It is blessed, to eat into the very soul of the Bible until, at last, you come to talk in Scriptural language, and your spirit is flavored with the words of the Lord, so that your blood is Bibline and the very essence of the Bible flows from you.

Dr M R De Haan founder of Radio Bible Class warned...

Be on guard against any tampering with the Word, whether disguised as a search for truth, or a scholarly attempt at apparently hidden meanings; and beware of the confusion created by the senseless rash of new versions, translations, editions, and improvements upon the tried and tested Bible of our fathers and grandfathers.

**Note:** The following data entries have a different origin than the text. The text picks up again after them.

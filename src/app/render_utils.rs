use eframe::egui::{Color32, Painter, Pos2, Rect, Stroke, Vec2};

use authorship_map::geometry::Point;

pub(super) const PERSON_RADIUS_MIN: f32 = 12.0;
pub(super) const PERSON_RADIUS_MAX: f32 = 40.0;
pub(super) const PUBLICATION_RADIUS: f32 = 9.0;

const SUBTEAM_PALETTE: [Color32; 8] = [
    Color32::from_rgb(86, 156, 214),
    Color32::from_rgb(106, 190, 120),
    Color32::from_rgb(206, 120, 186),
    Color32::from_rgb(94, 196, 196),
    Color32::from_rgb(222, 112, 104),
    Color32::from_rgb(150, 134, 224),
    Color32::from_rgb(196, 170, 96),
    Color32::from_rgb(140, 160, 176),
];
const UNTAGGED_COLOR: Color32 = Color32::from_rgb(150, 150, 150);
const PUBLICATION_COLOR: Color32 = Color32::from_rgb(120, 134, 152);
const MULTI_PI_COLOR: Color32 = Color32::from_rgb(240, 176, 48);

pub(super) fn blend_color(base: Color32, overlay: Color32, amount: f32) -> Color32 {
    let amount = amount.clamp(0.0, 1.0);
    let mix = |a: u8, b: u8| (f32::from(a) * (1.0 - amount) + f32::from(b) * amount) as u8;

    Color32::from_rgba_unmultiplied(
        mix(base.r(), overlay.r()),
        mix(base.g(), overlay.g()),
        mix(base.b(), overlay.b()),
        mix(base.a(), overlay.a()),
    )
}

pub(super) fn dim_color(color: Color32, factor: f32) -> Color32 {
    let factor = factor.clamp(0.0, 1.0);
    let scale = |channel: u8| (f32::from(channel) * factor) as u8;
    Color32::from_rgba_unmultiplied(
        scale(color.r()),
        scale(color.g()),
        scale(color.b()),
        (f32::from(color.a()) * (0.35 + factor * 0.65)) as u8,
    )
}

pub(super) fn draw_background(painter: &Painter, rect: Rect, pan: Vec2, zoom: f32) {
    painter.rect_filled(rect, 0.0, Color32::from_rgb(22, 24, 30));

    // Faint guide rings around the world origin.
    let origin = rect.center() + pan;
    let stroke = Stroke::new(1.0, Color32::from_rgba_unmultiplied(70, 78, 92, 60));
    for ring in 1..=6 {
        let radius = ring as f32 * 250.0 * zoom;
        if radius > 4.0 {
            painter.circle_stroke(origin, radius, stroke);
        }
    }
}

pub(super) fn circle_visible(rect: Rect, position: Pos2, radius: f32) -> bool {
    rect.expand(radius).contains(position)
}

pub(super) fn segment_visible(rect: Rect, start: Pos2, end: Pos2) -> bool {
    Rect::from_two_pos(start, end).intersects(rect)
}

pub(super) fn world_to_screen(rect: Rect, pan: Vec2, zoom: f32, world: Vec2) -> Pos2 {
    rect.center() + pan + world * zoom
}

pub(super) fn screen_to_world(rect: Rect, pan: Vec2, zoom: f32, screen: Pos2) -> Vec2 {
    (screen - rect.center() - pan) / zoom
}

pub(super) fn point_to_world(point: Point) -> Vec2 {
    Vec2::new(point.x as f32, point.y as f32)
}

pub(super) fn person_radius(size: u32, min: u32, max: u32) -> f32 {
    if max <= min {
        return (PERSON_RADIUS_MIN + PERSON_RADIUS_MAX) / 2.0;
    }

    let t = (size.clamp(min, max) - min) as f32 / (max - min) as f32;
    PERSON_RADIUS_MIN + t * (PERSON_RADIUS_MAX - PERSON_RADIUS_MIN)
}

pub(super) fn subteam_color(tag_index: Option<usize>) -> Color32 {
    tag_index
        .map(|index| SUBTEAM_PALETTE[index % SUBTEAM_PALETTE.len()])
        .unwrap_or(UNTAGGED_COLOR)
}

pub(super) fn publication_color(pi_authors: usize) -> Color32 {
    if pi_authors >= 2 {
        MULTI_PI_COLOR
    } else {
        PUBLICATION_COLOR
    }
}
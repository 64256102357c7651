use std::collections::{BTreeSet, HashSet};

use serde::{Deserialize, Serialize};
use tracing::debug;

use crate::graph::{GraphStore, NodeData, NodeKind};
use crate::util::{normalize_tag, raw_id, selected_person_id};

#[derive(Clone, Debug, Default, PartialEq, Eq, Serialize, Deserialize)]
pub struct FilterCriteria {
    #[serde(default)]
    pub subteams: BTreeSet<String>,
    #[serde(default)]
    pub pi_only: bool,
    #[serde(default)]
    pub selected_people: Vec<String>,
}

impl FilterCriteria {
    pub fn new() -> Self {
        Self::default()
    }

    pub fn with_subteams<I, S>(mut self, tags: I) -> Self
    where
        I: IntoIterator<Item = S>,
        S: AsRef<str>,
    {
        self.subteams = tags
            .into_iter()
            .map(|tag| normalize_tag(tag.as_ref()))
            .filter(|tag| !tag.is_empty())
            .collect();
        self
    }

    pub fn with_pi_only(mut self, pi_only: bool) -> Self {
        self.pi_only = pi_only;
        self
    }

    pub fn with_selected_people<I, S>(mut self, ids: I) -> Self
    where
        I: IntoIterator<Item = S>,
        S: Into<String>,
    {
        self.selected_people = ids.into_iter().map(Into::into).collect();
        self
    }

    pub fn has_subteam_restriction(&self) -> bool {
        self.subteams.iter().any(|tag| !tag.trim().is_empty())
    }

    pub fn is_unrestricted(&self) -> bool {
        !self.has_subteam_restriction() && self.selected_people.is_empty() && !self.pi_only
    }

    pub fn has_subteam(&self, tag: &str) -> bool {
        let tag = normalize_tag(tag);
        self.subteams.iter().any(|selected| normalize_tag(selected) == tag)
    }
}

#[derive(Clone, Copy, Debug, Default, PartialEq, Eq, Serialize, Deserialize)]
pub struct FilterSummary {
    pub visible_people: usize,
    pub visible_publications: usize,
    pub visible_edges: usize,
    pub pruned_people: usize,
}

struct ResolvedCriteria<'a> {
    subteams: HashSet<String>,
    selected: HashSet<&'a str>,
    pi_only: bool,
}

impl<'a> ResolvedCriteria<'a> {
    fn new(criteria: &'a FilterCriteria) -> Self {
        Self {
            subteams: criteria
                .subteams
                .iter()
                .map(|tag| normalize_tag(tag))
                .filter(|tag| !tag.is_empty())
                .collect(),
            selected: criteria
                .selected_people
                .iter()
                .map(|id| selected_person_id(id.trim()))
                .filter(|id| !id.is_empty())
                .collect(),
            pi_only: criteria.pi_only,
        }
    }

    fn unrestricted(&self) -> bool {
        self.subteams.is_empty() && self.selected.is_empty() && !self.pi_only
    }

    fn subteam_matches(&self, tag: &str) -> bool {
        !self.subteams.is_empty() && self.subteams.contains(&normalize_tag(tag))
    }

    fn person_visible(&self, raw: &str, subteam: &str, pi: bool) -> bool {
        if !self.selected.is_empty() {
            self.selected.contains(raw)
        } else if self.pi_only {
            pi
        } else {
            self.subteams.is_empty() || self.subteam_matches(subteam)
        }
    }
}

/// Runs exactly two node passes: the criteria pass, then a pruning pass that
/// hides people left without any visible publication. Publications are not
/// re-checked after pruning.
pub fn apply(graph: &mut GraphStore, criteria: &FilterCriteria) -> FilterSummary {
    let resolved = ResolvedCriteria::new(criteria);
    let unrestricted = resolved.unrestricted();

    for node in graph.nodes_mut() {
        if let NodeData::Person(info) = &node.data {
            node.hidden = !resolved.person_visible(raw_id(&node.id), &info.subteam, info.pi);
        }
    }

    let mut reached = vec![false; graph.node_count()];
    for edge in graph.edges() {
        let Some((person, publication)) = graph.edge_endpoints(edge) else {
            continue;
        };
        if graph.nodes()[person].is_visible() {
            reached[publication] = true;
        }
    }

    for (index, node) in graph.nodes_mut().iter_mut().enumerate() {
        if let NodeData::Publication(info) = &node.data {
            let show = reached[index] || unrestricted || resolved.subteam_matches(&info.team);
            node.hidden = !show;
        }
    }

    derive_edge_visibility(graph);

    let counts = visible_publication_counts(graph);
    let mut pruned_people = 0usize;
    for (index, node) in graph.nodes_mut().iter_mut().enumerate() {
        if matches!(node.data, NodeData::Person(_)) && !node.hidden && counts[index] == 0 {
            node.hidden = true;
            pruned_people += 1;
        }
    }

    derive_edge_visibility(graph);
    recompute_sizes(graph);

    let summary = FilterSummary {
        visible_people: graph.visible_count(NodeKind::Person),
        visible_publications: graph.visible_count(NodeKind::Publication),
        visible_edges: graph.visible_edge_count(),
        pruned_people,
    };

    debug!(
        subteams = ?criteria.subteams,
        pi_only = criteria.pi_only,
        selected = criteria.selected_people.len(),
        people = summary.visible_people,
        publications = summary.visible_publications,
        edges = summary.visible_edges,
        pruned = summary.pruned_people,
        "applied visibility filter"
    );

    summary
}

fn derive_edge_visibility(graph: &mut GraphStore) {
    let hidden = graph
        .edges()
        .iter()
        .map(|edge| match graph.edge_endpoints(edge) {
            Some((person, publication)) => {
                graph.nodes()[person].hidden || graph.nodes()[publication].hidden
            }
            None => true,
        })
        .collect::<Vec<_>>();

    for (edge, hidden) in graph.edges_mut().iter_mut().zip(hidden) {
        edge.hidden = hidden;
    }
}

fn visible_publication_counts(graph: &GraphStore) -> Vec<usize> {
    let mut counts = vec![0usize; graph.node_count()];
    for edge in graph.edges().iter().filter(|edge| !edge.hidden) {
        if let Some((person, _)) = graph.edge_endpoints(edge) {
            counts[person] += 1;
        }
    }
    counts
}

pub fn recompute_sizes(graph: &mut GraphStore) {
    let counts = visible_publication_counts(graph);
    for (index, node) in graph.nodes_mut().iter_mut().enumerate() {
        if matches!(node.data, NodeData::Person(_)) && !node.hidden {
            node.size = u32::try_from(counts[index].max(1)).unwrap_or(u32::MAX);
        }
    }
}

#[cfg(test)]
mod tests {
    use super::*;
    use crate::graph::{Node, PersonInfo, PublicationInfo};

    fn person(graph: &mut GraphStore, raw: &str, subteam: &str, pi: bool) {
        let info = PersonInfo {
            name: format!("Person {raw}"),
            subteam: subteam.to_owned(),
            pi,
        };
        graph.add_node(Node::person(raw, info.name.clone(), info)).unwrap();
    }

    fn publication(graph: &mut GraphStore, raw: &str, team: &str) {
        let info = PublicationInfo {
            title: format!("Paper {raw}"),
            team: team.to_owned(),
            ..PublicationInfo::default()
        };
        graph
            .add_node(Node::publication(raw, info.title.clone(), info))
            .unwrap();
    }

    fn link(graph: &mut GraphStore, person: &str, publication: &str) {
        graph
            .add_authorship(&format!("person:{person}"), &format!("pub:{publication}"))
            .unwrap();
    }

    fn hidden(graph: &GraphStore, id: &str) -> bool {
        graph.node(id).unwrap().hidden
    }

    fn fixture() -> GraphStore {
        let mut graph = GraphStore::new();
        person(&mut graph, "1", "Discover", true);
        person(&mut graph, "2", "direct", false);
        person(&mut graph, "3", "develop", false);
        publication(&mut graph, "a", "discover");
        publication(&mut graph, "b", "direct");
        publication(&mut graph, "c", "develop");
        publication(&mut graph, "orphan", "Develop");
        link(&mut graph, "1", "a");
        link(&mut graph, "2", "a");
        link(&mut graph, "2", "b");
        link(&mut graph, "3", "c");
        graph
    }

    #[test]
    fn explicit_selection_overrides_other_rules() {
        let mut graph = fixture();
        let criteria = FilterCriteria::new()
            .with_subteams(["develop"])
            .with_pi_only(true)
            .with_selected_people(["2"]);
        apply(&mut graph, &criteria);

        assert!(!hidden(&graph, "person:2"));
        assert!(hidden(&graph, "person:1"));
        assert!(hidden(&graph, "person:3"));
        assert!(!hidden(&graph, "pub:a"));
        assert!(!hidden(&graph, "pub:b"));
        assert!(!hidden(&graph, "pub:c"), "team tag still reaches develop papers");
        assert!(!hidden(&graph, "pub:orphan"));
    }

    #[test]
    fn prefixed_selection_ids_match() {
        let mut graph = fixture();
        apply(
            &mut graph,
            &FilterCriteria::new().with_selected_people(["person:3"]),
        );
        assert!(!hidden(&graph, "person:3"));
        assert!(hidden(&graph, "person:2"));
    }

    #[test]
    fn publication_ids_do_not_select_people() {
        let mut graph = fixture();
        let summary = apply(
            &mut graph,
            &FilterCriteria::new().with_selected_people(["pub:3"]),
        );
        assert!(hidden(&graph, "person:3"));
        assert_eq!(summary.visible_people, 0);
    }

    #[test]
    fn pi_only_shows_principal_investigators() {
        let mut graph = fixture();
        apply(&mut graph, &FilterCriteria::new().with_pi_only(true));

        assert!(!hidden(&graph, "person:1"));
        assert!(hidden(&graph, "person:2"));
        assert!(!hidden(&graph, "pub:a"));
        assert!(hidden(&graph, "pub:b"));
        assert!(hidden(&graph, "pub:orphan"));
    }

    #[test]
    fn subteam_match_ignores_case() {
        let mut graph = fixture();
        apply(&mut graph, &FilterCriteria::new().with_subteams(["DISCOVER"]));

        assert!(!hidden(&graph, "person:1"));
        assert!(hidden(&graph, "person:2"));
        assert!(!hidden(&graph, "pub:a"));
    }

    #[test]
    fn team_tagged_publications_show_without_visible_author() {
        let mut graph = fixture();
        apply(&mut graph, &FilterCriteria::new().with_subteams(["develop"]));

        assert!(!hidden(&graph, "pub:orphan"));
        assert!(!hidden(&graph, "pub:c"));
        assert!(hidden(&graph, "pub:a"));
    }

    #[test]
    fn people_without_visible_publications_are_pruned() {
        let mut graph = fixture();
        person(&mut graph, "4", "direct", false);
        let summary = apply(&mut graph, &FilterCriteria::new().with_subteams(["direct"]));

        assert!(hidden(&graph, "person:4"));
        assert_eq!(summary.pruned_people, 1);
        assert_eq!(summary.visible_people, 1);
    }

    #[test]
    fn edges_follow_endpoint_visibility() {
        let mut graph = fixture();
        apply(&mut graph, &FilterCriteria::new().with_subteams(["discover"]));

        for edge in graph.edges() {
            let expected = hidden(&graph, &edge.person) || hidden(&graph, &edge.publication);
            assert_eq!(edge.hidden, expected, "edge {}", edge.id);
        }
        // person 2 is hidden but authored the visible paper a
        assert!(!hidden(&graph, "pub:a"));
        assert!(graph.edges().iter().any(|edge| edge.id == "person:2->pub:a" && edge.hidden));
    }

    #[test]
    fn sizes_count_visible_publications_and_keep_stale_values() {
        let mut graph = fixture();
        apply(&mut graph, &FilterCriteria::new());
        assert_eq!(graph.node("person:2").unwrap().size, 2);

        apply(&mut graph, &FilterCriteria::new().with_selected_people(["1"]));
        assert_eq!(graph.node("person:1").unwrap().size, 1);
        assert!(hidden(&graph, "person:2"));
        assert_eq!(graph.node("person:2").unwrap().size, 2);
    }

    #[test]
    fn unrestricted_view_shows_everything_with_authors() {
        let mut graph = fixture();
        let summary = apply(&mut graph, &FilterCriteria::new());

        assert_eq!(summary.visible_people, 3);
        assert_eq!(summary.visible_publications, 4);
        assert_eq!(summary.visible_edges, 4);
        assert_eq!(summary.pruned_people, 0);
    }

    #[test]
    fn empty_graph_is_a_no_op() {
        let mut graph = GraphStore::new();
        let summary = apply(&mut graph, &FilterCriteria::new().with_pi_only(true));
        assert_eq!(summary, FilterSummary::default());
    }

    #[test]
    fn criteria_helpers_normalize_tags() {
        let criteria = FilterCriteria::new().with_subteams([" Discover ", "", "direct"]);
        assert_eq!(criteria.subteams.len(), 2);
        assert!(criteria.has_subteam("DISCOVER"));
        assert!(criteria.has_subteam_restriction());
        assert!(!criteria.is_unrestricted());
        assert!(FilterCriteria::new().is_unrestricted());
    }
}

WHICH YOU HAVE HEARD FROM ME: on par emou ekousas (2SAAI):(2Ti 2:2, Php 4:9)

which words from me personally you have heard (Wuest)

which you have heard from my lips (WNT)

Have heard is aorist tense which in this context indicates a past completed action of a real event (indicative mood). Compare similar phrases "the things which you have heard from me in the presence of many witnesses" (see note 2 Timothy 2:2) and "you followed my teaching..." (see note 2 Timothy 3:10

Wuest adds

Paul exhorts Timothy to hold fast the pattern of the sound words committed to him. That is, he is to hold to the doctrinal phraseology he received from the great apostle. Particular words are to be retained and used so that the doctrinal statements of the truth may remain accurate and a norm for future teachers and preachers. This is vitally connected with the doctrine of verbal inspiration which holds that the Bible writers wrote down in God-chosen words, the truth given by revelation.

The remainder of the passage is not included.